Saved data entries

Segment Open

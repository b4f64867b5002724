// src/server/mod.rs
//
// REST API over the model registry and the agent.

pub mod cors;

use std::path::{Path, PathBuf};
use std::sync::Arc;

use axum::{
    extract::{DefaultBodyLimit, Json, Multipart, State},
    http::StatusCode,
    response::{IntoResponse, Response},
    routing::{get, post},
    Router,
};
use serde::Deserialize;
use serde_json::json;
use tokio::sync::Mutex;
use tracing::{error, info, instrument, warn};

use crate::agent::Agent;
use crate::config::Config;
use crate::error::Result;
use crate::io::{self, read_bounds_csv};
use crate::registry::{ModelManager, RegistryError};

/// Genome scale SBML files are well above axum's default body limit
const MAX_UPLOAD_BYTES: usize = 256 * 1024 * 1024;

#[derive(Clone)]
pub struct AppState {
    pub agent: Arc<Mutex<Agent>>,
    pub manager: Arc<Mutex<ModelManager>>,
    pub upload_dir: PathBuf,
}

impl AppState {
    /// State sharing one registry between the agent's tools and the upload endpoints
    pub fn new(config: Config, client: reqwest::Client, manager: Arc<Mutex<ModelManager>>) -> Self {
        let upload_dir = config.upload_dir.clone();
        let agent = Agent::new(config, client, manager.clone());
        Self {
            agent: Arc::new(Mutex::new(agent)),
            manager,
            upload_dir,
        }
    }
}

// --- Request Bodies ---

#[derive(Deserialize, Debug)]
pub struct LlmConfigRequest {
    pub provider: String,
    pub model: String,
    pub api_key: Option<String>,
}

#[derive(Deserialize, Debug)]
pub struct ChatRequest {
    pub message: String,
}

// --- Router ---

pub fn router(state: AppState) -> Router {
    Router::new()
        .route("/upload_model/", post(upload_model))
        .route("/upload_csv/", post(upload_csv))
        .route("/get_stats/", get(get_stats))
        .route("/set_llm/", post(set_llm))
        .route("/chat/", post(chat))
        .route("/health", get(health))
        .layer(DefaultBodyLimit::max(MAX_UPLOAD_BYTES))
        .layer(axum::middleware::from_fn(cors::cors_middleware))
        .with_state(state)
}

pub async fn serve(state: AppState, addr: &str) -> Result<()> {
    let app = router(state);
    let listener = tokio::net::TcpListener::bind(addr).await?;
    info!("metabolic-chat API listening on {}", listener.local_addr()?);
    axum::serve(listener, app).await?;
    Ok(())
}

fn detail(status: StatusCode, message: impl std::fmt::Display) -> Response {
    (status, Json(json!({ "detail": message.to_string() }))).into_response()
}

/// Final path component of an uploaded file name, `None` if nothing usable is left
pub fn sanitize_file_name(name: &str) -> Option<String> {
    let base = name.rsplit(['/', '\\']).next().unwrap_or_default().trim();
    match base {
        "" | "." | ".." => None,
        _ => Some(base.to_string()),
    }
}

/// Read the `file` field of a multipart upload
async fn read_upload(multipart: &mut Multipart) -> std::result::Result<(String, Vec<u8>), Response> {
    loop {
        let field = match multipart.next_field().await {
            Ok(Some(field)) => field,
            Ok(None) => return Err(detail(StatusCode::BAD_REQUEST, "No file uploaded.")),
            Err(e) => return Err(detail(StatusCode::BAD_REQUEST, e)),
        };
        if field.name() != Some("file") {
            continue;
        }
        let Some(file_name) = field.file_name().and_then(sanitize_file_name) else {
            return Err(detail(StatusCode::BAD_REQUEST, "Uploaded file has no name."));
        };
        let bytes = field
            .bytes()
            .await
            .map_err(|e| detail(StatusCode::BAD_REQUEST, e))?;
        return Ok((file_name, bytes.to_vec()));
    }
}

async fn save_upload(dir: &Path, file_name: &str, bytes: &[u8]) -> std::io::Result<PathBuf> {
    tokio::fs::create_dir_all(dir).await?;
    let path = dir.join(file_name);
    tokio::fs::write(&path, bytes).await?;
    Ok(path)
}

// --- Handlers ---

#[instrument(skip_all)]
async fn upload_model(State(state): State<AppState>, mut multipart: Multipart) -> Response {
    let (file_name, bytes) = match read_upload(&mut multipart).await {
        Ok(upload) => upload,
        Err(response) => return response,
    };
    if !io::is_model_file(&file_name) {
        return detail(
            StatusCode::BAD_REQUEST,
            "Invalid file format. Please upload an SBML file (.xml or .sbml) or a COBRA JSON file (.json)",
        );
    }
    let path = match save_upload(&state.upload_dir, &file_name, &bytes).await {
        Ok(path) => path,
        Err(e) => {
            error!("Failed to save {}: {}", file_name, e);
            return detail(StatusCode::INTERNAL_SERVER_ERROR, format!("Error processing file: {}", e));
        }
    };

    let mut manager = state.manager.lock().await;
    match manager.load_file(&path) {
        Ok(model_id) => {
            info!(model_id = %model_id, "Model uploaded");
            Json(json!({"status": "success", "model_id": model_id})).into_response()
        }
        Err(RegistryError::Load(e)) if e.is_parse_error() => {
            warn!("Rejected model upload {}: {}", file_name, e);
            detail(StatusCode::BAD_REQUEST, format!("Invalid SBML file: {}", e))
        }
        Err(e) => detail(StatusCode::INTERNAL_SERVER_ERROR, format!("Error processing file: {}", e)),
    }
}

#[instrument(skip_all)]
async fn upload_csv(State(state): State<AppState>, mut multipart: Multipart) -> Response {
    let (file_name, bytes) = match read_upload(&mut multipart).await {
        Ok(upload) => upload,
        Err(response) => return response,
    };
    let dir = state.upload_dir.join("bounds_data");
    let result = match save_upload(&dir, &file_name, &bytes).await {
        Ok(path) => read_bounds_csv(&path).map_err(|e| e.to_string()),
        Err(e) => Err(e.to_string()),
    };
    match result {
        Ok(rows) => {
            state.manager.lock().await.set_bounds_data(rows);
            Json(json!({"status": "success", "filename": file_name})).into_response()
        }
        Err(e) => {
            warn!("Rejected bounds upload {}: {}", file_name, e);
            Json(json!({"status": "error", "detail": e})).into_response()
        }
    }
}

async fn get_stats(State(state): State<AppState>) -> Response {
    match state.manager.lock().await.stats() {
        Ok(stats) => Json(json!({"stats": stats, "status_code": 200})).into_response(),
        Err(e) => detail(StatusCode::INTERNAL_SERVER_ERROR, e),
    }
}

#[instrument(skip_all)]
async fn set_llm(State(state): State<AppState>, Json(req): Json<LlmConfigRequest>) -> Response {
    let mut agent = state.agent.lock().await;
    match agent.set_llm(&req.provider, &req.model, req.api_key) {
        Ok(()) => Json(json!({
            "status": "LLM updated",
            "provider": req.provider,
            "model": req.model,
        }))
        .into_response(),
        Err(e) => detail(StatusCode::INTERNAL_SERVER_ERROR, format!("Failed to set LLM: {}", e)),
    }
}

#[instrument(skip_all)]
async fn chat(State(state): State<AppState>, Json(req): Json<ChatRequest>) -> Response {
    let mut agent = state.agent.lock().await;
    match agent.query(&req.message).await {
        Ok(response) => Json(json!({ "response": response })).into_response(),
        Err(e) => {
            error!("Chat request failed: {:#}", e);
            detail(StatusCode::INTERNAL_SERVER_ERROR, format!("{:#}", e))
        }
    }
}

async fn health() -> Json<serde_json::Value> {
    Json(json!({"status": "ok"}))
}

#[cfg(test)]
mod tests {
    use super::*;

    #[test]
    fn file_names_are_reduced_to_last_component() {
        assert_eq!(sanitize_file_name("e_coli_core.xml").as_deref(), Some("e_coli_core.xml"));
        assert_eq!(sanitize_file_name("../../etc/passwd").as_deref(), Some("passwd"));
        assert_eq!(sanitize_file_name("C:\\models\\iML1515.xml").as_deref(), Some("iML1515.xml"));
        assert_eq!(sanitize_file_name("uploads/.."), None);
        assert_eq!(sanitize_file_name(""), None);
    }
}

Segment Closed

*Goal of the exercise*: For each line above that contains the word "SBML", give the line as it is written.

*Solution to this task*:
/// Genome scale SBML files are well above axum's default body limit
            "Invalid file format. Please upload an SBML file (.xml or .sbml) or a COBRA JSON file (.json)",
            detail(StatusCode::BAD_REQUEST, format!("Invalid SBML file: {}", e))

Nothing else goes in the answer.